Toy industry seeks to delay decision on TV advertising ban

Series Title
Series Details 8.7.99, p5
Publication Date 08/07/1999
Content Type

Date: 08/07/1999

By Renée Cordes
THE row over Greece's refusal to allow toy advertising on television is hotting up, with EU toymakers and advertisers fiercely lobbying the European Commission to postpone a decision on the case until the autumn.

Commission officials say the institution may decide to drop the threat of legal action against Athens at its regular meeting next Wednesday (14 July), despite the clamour from the toy and advertising industries for Greece to be taken to the European Court of Justice for allegedly breaching single market rules.

"I suppose it is a question of trying to respect the sovereignty of member states," said a spokesman for Acting Culture Commissioner Marcelino Oreja.

But Europe's toymakers are now turning up the heat on the outgoing Commission to delay a decision on the Greek case until the new team takes over, given the huge controversy surrounding it.

"It seems odd that this Commission will be taking a major political decision," said Maurits Bruggink, secretary-general of the Toy Industries of Europe (TIE) group, adding that the industry would do "everything in its power" to secure a delay.

The move comes as a handful of other member states are considering imposing similar restrictions. Sweden has already banned TV advertising to children under 12, and Denmark said last month that it favoured restrictions as well.

Sweden has already warned that it will press for an EU-wide toy advertising ban when it takes over the rotating presidency of the Union in 2001.

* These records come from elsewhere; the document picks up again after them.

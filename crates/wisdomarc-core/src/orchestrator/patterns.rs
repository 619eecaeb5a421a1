//! The four collaboration patterns

use super::batch::{reasoning_batch, validation_batch};
use super::context;
use super::ReasoningChain;
use crate::agents::Agent;
use crate::Context;
use std::sync::Arc;
use tracing::debug;

pub(crate) async fn parallel(
    agents: &[Arc<Agent>],
    query: Arc<str>,
    base: &Context,
) -> ReasoningChain {
    let keys: Vec<&str> = agents.iter().map(|a| a.key()).collect();
    let jobs = agents
        .iter()
        .map(|agent| (agent.clone(), context::with_peers(base, agent.key(), &keys)))
        .collect();

    reasoning_batch(jobs, query).await
}

pub(crate) async fn sequential(
    agents: &[Arc<Agent>],
    query: Arc<str>,
    base: &Context,
) -> ReasoningChain {
    let total = agents.len();
    let mut chain: ReasoningChain = Vec::with_capacity(total);

    for (index, agent) in agents.iter().enumerate() {
        let ctx = context::sequential(base, &chain, index + 1, total);
        debug!(agent = agent.key(), position = index + 1, total, "sequential step");

        // Spawned so a panicking step still yields an error marker.
        let mut step = reasoning_batch(vec![(agent.clone(), ctx)], query.clone()).await;
        chain.append(&mut step);
    }
    chain
}

pub(crate) async fn hierarchical(
    agents: &[Arc<Agent>],
    query: Arc<str>,
    base: &Context,
) -> ReasoningChain {
    let Some((primary, secondaries)) = agents.split_first() else {
        return Vec::new();
    };

    let mut chain =
        reasoning_batch(vec![(primary.clone(), context::primary(base))], query.clone()).await;
    let Some(primary_insight) = chain.first().cloned() else {
        return chain;
    };

    let jobs = secondaries
        .iter()
        .map(|agent| (agent.clone(), context::secondary(base, &primary_insight)))
        .collect();

    chain.extend(reasoning_batch(jobs, query).await);
    chain
}

pub(crate) async fn dialectical(
    agents: &[Arc<Agent>],
    query: Arc<str>,
    base: &Context,
) -> ReasoningChain {
    let initial = parallel(agents, query, base).await;
    if agents.len() < 2 {
        debug!("dialectical pattern needs two agents, keeping parallel result");
        return initial;
    }

    let jobs = agents
        .iter()
        .enumerate()
        .map(|(index, agent)| {
            let peer = if index == 0 { 1 } else { 0 };
            (agent.clone(), initial[peer].clone())
        })
        .collect();
    let feedback = validation_batch(jobs).await;

    initial
        .into_iter()
        .zip(feedback)
        .map(|(mut insight, validation)| {
            insight.dialectical_synthesis = Some(validation.synthesis_suggestion.clone());
            insight.peer_validation = Some(validation);
            insight
        })
        .collect()
}
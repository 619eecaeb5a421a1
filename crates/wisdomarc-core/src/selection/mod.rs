//! Agent Selection
//!
//! Decides which personas take part in a request and how their calls are
//! scheduled. The model-backed path is preferred; a keyword heuristic over
//! the query is the deterministic fallback.

mod keywords;
mod selector;
mod types;

pub use keywords::keyword_selection;
pub use selector::AgentSelector;
pub use types::{AgentSelection, CollaborationPattern, QueryAnalysis, SelectionSource};

/// Maximum number of agents in one selection
pub const MAX_AGENTS: usize = 3;

#[cfg(test)]
mod tests;
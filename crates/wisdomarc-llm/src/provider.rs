//! Provider trait
//!
//! Every chat-completion backend implements [`LlmProvider`]. Callers hold it
//! as `Arc<dyn LlmProvider>` and never depend on a concrete backend.

use crate::completion::{CompletionRequest, CompletionResponse};
use crate::error::Result;

/// Trait for LLM providers
#[async_trait::async_trait]
pub trait LlmProvider: Send + Sync {
    /// Get the provider name
    fn name(&self) -> &str;

    /// Get available models
    fn available_models(&self) -> Vec<String>;

    /// Get the default model
    fn default_model(&self) -> &str;

    /// Complete a conversation (text only)
    async fn complete(&self, request: CompletionRequest) -> Result<CompletionResponse>;

    /// Probe whether the backend is reachable.
    ///
    /// Providers without a cheap probe report `true`.
    async fn health_check(&self) -> bool {
        true
    }
}
//! Synthesis - merging the reasoning chain
//!
//! One model call produces the base synthesis (or a deterministic
//! fallback); static reflection material, a quality score and enhancement
//! tags are then appended unconditionally.

mod enhancement;
mod synthesizer;
mod types;

pub use enhancement::{
    enhancement_elements, quality_score, DIALECTICAL_CHALLENGES, METACOGNITIVE_PROMPTS,
};
pub use synthesizer::Synthesizer;
pub use types::{Synthesis, SynthesisSource};
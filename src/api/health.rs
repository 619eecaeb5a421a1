//! Health check endpoint
//!
//! `/health` reports `healthy` when the model backend answers its probe and
//! `degraded` otherwise. Requests still succeed while degraded, using
//! fallback output.

use axum::{routing::get, Extension, Json, Router};
use serde::Serialize;
use wisdomarc_core::WisdomCoordinator;

/// Health response
#[derive(Debug, Serialize)]
pub struct HealthResponse {
    pub status: &'static str,
    pub version: &'static str,
    pub agents_available: usize,
    pub provider: String,
    pub model: String,
}

async fn health_check(
    Extension(coordinator): Extension<WisdomCoordinator>,
) -> Json<HealthResponse> {
    let gateway = coordinator.gateway();
    let status = if gateway.health_check().await {
        "healthy"
    } else {
        "degraded"
    };

    Json(HealthResponse {
        status,
        version: env!("CARGO_PKG_VERSION"),
        agents_available: coordinator.orchestrator().available_agents().len(),
        provider: gateway.provider_name().to_string(),
        model: gateway.model().to_string(),
    })
}

/// Create health routes
pub fn health_routes() -> Router {
    Router::new().route("/health", get(health_check))
}
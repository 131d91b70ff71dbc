use exam_scheduler::EnrollmentRecord;
use rand::prelude::*;
use rand_chacha::ChaCha8Rng;

/// Seeded enrollment data: each student takes 1..=`max_load` courses out of `C0..C{catalog}`.
pub fn random_records(
    seed: u64,
    students: usize,
    catalog: usize,
    max_load: usize,
) -> Vec<EnrollmentRecord> {
    let mut rng = ChaCha8Rng::seed_from_u64(seed);
    (0..students)
        .map(|s| {
            let load = rng.random_range(1..=max_load);
            let courses: Vec<String> = (0..load)
                .map(|_| format!("C{}", rng.random_range(0..catalog)))
                .collect();
            EnrollmentRecord::new(format!("s{s}"), courses)
        })
        .collect()
}
//! Exam scheduler CLI.
//!
//! Reads an enrollment file and prints a conflict-free exam period assignment.

use std::io::{self, Write};
use std::path::PathBuf;

use anyhow::{Context, Result};
use clap::{Parser, ValueEnum};
use exam_scheduler::{
    ExamSchedule, SchedulerConfig, load_enrollments, render_adjacency_matrix, render_text,
    to_dot, write_csv, write_json,
};
use tracing::info;
use tracing_subscriber::EnvFilter;

#[derive(Clone, Copy, Debug, ValueEnum)]
enum OutputFormat {
    Text,
    Json,
    Csv,
    Dot,
}

#[derive(Parser)]
#[command(name = "exam-scheduler")]
#[command(about = "Assign exam periods so no student has two exams at once")]
struct Cli {
    /// Enrollment file, one `student_id:course1,course2,...` per line
    enrollments: PathBuf,

    /// Scheduler configuration (JSON)
    #[arg(long, short)]
    config: Option<PathBuf>,

    /// Output format
    #[arg(long, short, value_enum, default_value = "text")]
    format: OutputFormat,

    /// Print the course adjacency matrix before the schedule (text format only)
    #[arg(long)]
    matrix: bool,

    /// Records per shard when building the conflict graph in parallel
    #[arg(long)]
    shard_size: Option<usize>,

    /// Enable verbose output
    #[arg(long, short)]
    verbose: bool,
}

fn main() -> Result<()> {
    let cli = Cli::parse();

    let filter = if cli.verbose {
        EnvFilter::new("debug")
    } else {
        EnvFilter::new("info")
    };
    tracing_subscriber::fmt()
        .with_env_filter(filter)
        .with_writer(io::stderr)
        .init();

    let mut config = match &cli.config {
        Some(path) => SchedulerConfig::load_from_json(path)
            .with_context(|| format!("loading config {}", path.display()))?,
        None => SchedulerConfig::default(),
    };
    if let Some(shard_size) = cli.shard_size {
        config.shard_size = shard_size;
        config.validate()?;
    }

    let records = load_enrollments(&cli.enrollments)
        .with_context(|| format!("reading enrollments {}", cli.enrollments.display()))?;
    info!(students = records.len(), "enrollments loaded");

    let schedule = ExamSchedule::from_records(&records, &config);

    let stdout = io::stdout();
    let mut out = stdout.lock();
    match cli.format {
        OutputFormat::Text => {
            if cli.matrix {
                writeln!(out, "{}", render_adjacency_matrix(schedule.graph()))?;
            }
            write!(out, "{}", render_text(&schedule))?;
        }
        OutputFormat::Json => {
            write_json(&schedule, &mut out)?;
            writeln!(out)?;
        }
        OutputFormat::Csv => write_csv(&schedule, &mut out)?,
        OutputFormat::Dot => write!(out, "{}", to_dot(&schedule, &config))?,
    }
    out.flush()?;
    Ok(())
}
use super::ConflictGraph;
use crate::course::{Course, EnrollmentRecord};
use petgraph::graphmap::UnGraphMap;
use rayon::prelude::*;
use std::collections::HashMap;
use tracing::debug;

/// Accumulates enrollment records into a [`ConflictGraph`].
///
/// Courses become vertices the first time any record mentions them, and that
/// discovery order is the graph's canonical vertex order. Every pair of
/// distinct courses in one record becomes an edge; repeated pairs are no-ops.
#[derive(Debug, Default)]
pub struct ConflictGraphBuilder {
    courses: Vec<Course>,
    index: HashMap<Course, usize>,
    adjacency: UnGraphMap<usize, ()>,
    records: usize,
}

impl ConflictGraphBuilder {
    pub fn new() -> Self {
        Self::default()
    }

    pub fn build<'r, I>(records: I) -> ConflictGraph
    where
        I: IntoIterator<Item = &'r EnrollmentRecord>,
    {
        let mut builder = Self::new();
        for record in records {
            builder.add_record(record);
        }
        builder.finish()
    }

    /// Same graph as [`ConflictGraphBuilder::build`], with pair extraction
    /// spread over `shard_size`-record shards.
    pub fn build_parallel(records: &[EnrollmentRecord], shard_size: usize) -> ConflictGraph {
        let mut builder = Self::new();

        // Discovery order must follow input order, so this pass stays sequential.
        for record in records {
            for course in &record.courses {
                builder.intern(course);
            }
        }

        let index = &builder.index;
        let shards: Vec<Vec<(usize, usize)>> = records
            .par_chunks(shard_size.max(1))
            .map(|shard| {
                let mut pairs = Vec::new();
                for record in shard {
                    let ids = distinct_ids(record.courses.iter().map(|c| index[c.as_str()]));
                    push_pairs(&ids, &mut pairs);
                }
                pairs
            })
            .collect();

        debug!(
            records = records.len(),
            shards = shards.len(),
            "merging conflict pairs"
        );
        for pairs in shards {
            for (a, b) in pairs {
                builder.adjacency.add_edge(a, b, ());
            }
        }
        builder.records = records.len();
        builder.finish()
    }

    pub fn add_record(&mut self, record: &EnrollmentRecord) {
        self.add_courses(&record.courses);
    }

    /// Records one student's course list. Fewer than two distinct courses adds no edges.
    pub fn add_courses(&mut self, courses: &[Course]) {
        let interned: Vec<usize> = courses.iter().map(|course| self.intern(course)).collect();
        let ids = distinct_ids(interned);
        let mut pairs = Vec::with_capacity(ids.len() * ids.len().saturating_sub(1) / 2);
        push_pairs(&ids, &mut pairs);
        for (a, b) in pairs {
            self.adjacency.add_edge(a, b, ());
        }
        self.records += 1;
    }

    pub fn course_count(&self) -> usize {
        self.courses.len()
    }

    pub fn finish(self) -> ConflictGraph {
        debug!(
            records = self.records,
            courses = self.courses.len(),
            conflicts = self.adjacency.edge_count(),
            "conflict graph built"
        );
        ConflictGraph::from_parts(self.courses, self.index, self.adjacency)
    }

    fn intern(&mut self, course: &Course) -> usize {
        if let Some(&id) = self.index.get(course.as_str()) {
            return id;
        }
        let id = self.courses.len();
        self.courses.push(course.clone());
        self.index.insert(course.clone(), id);
        self.adjacency.add_node(id);
        id
    }
}

fn distinct_ids<I: IntoIterator<Item = usize>>(ids: I) -> Vec<usize> {
    let mut out: Vec<usize> = Vec::new();
    for id in ids {
        if !out.contains(&id) {
            out.push(id);
        }
    }
    out
}

fn push_pairs(ids: &[usize], pairs: &mut Vec<(usize, usize)>) {
    for (pos, &a) in ids.iter().enumerate() {
        for &b in &ids[pos + 1..] {
            pairs.push((a, b));
        }
    }
}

The children's broadcast advertising market is ballooning as digital cable and satellite television services expand at lightning speed. But this has also prompted concern about youngsters falling prey to skilled advertising campaigns.

Oreja is seeking to bring some clarity to the matter by launching an in-depth study into the impact of TV advertising and home-shopping programmes on children.

The study, which is due to be completed by the end of this year, will feed into a broader review of the EU's 1989 Television Without Frontiers Directive and could lead to proposals for overhauling the regulations governing broadcasters' activities across the Union.

Current EU legislation leaves most of the responsibility for controlling the industry to member states, while insisting that advertising should not cause "moral or physical detriment to minors". It also states that advertising should not "exhort" children to buy certain goods or to pester their parents into buying them.

Joanna Dober, spokeswoman for the European consumers' lobby BEUC, welcomed efforts to combat unfair advertising to children, but added: "Each country should be able to decide for itself what kind of restrictions to apply."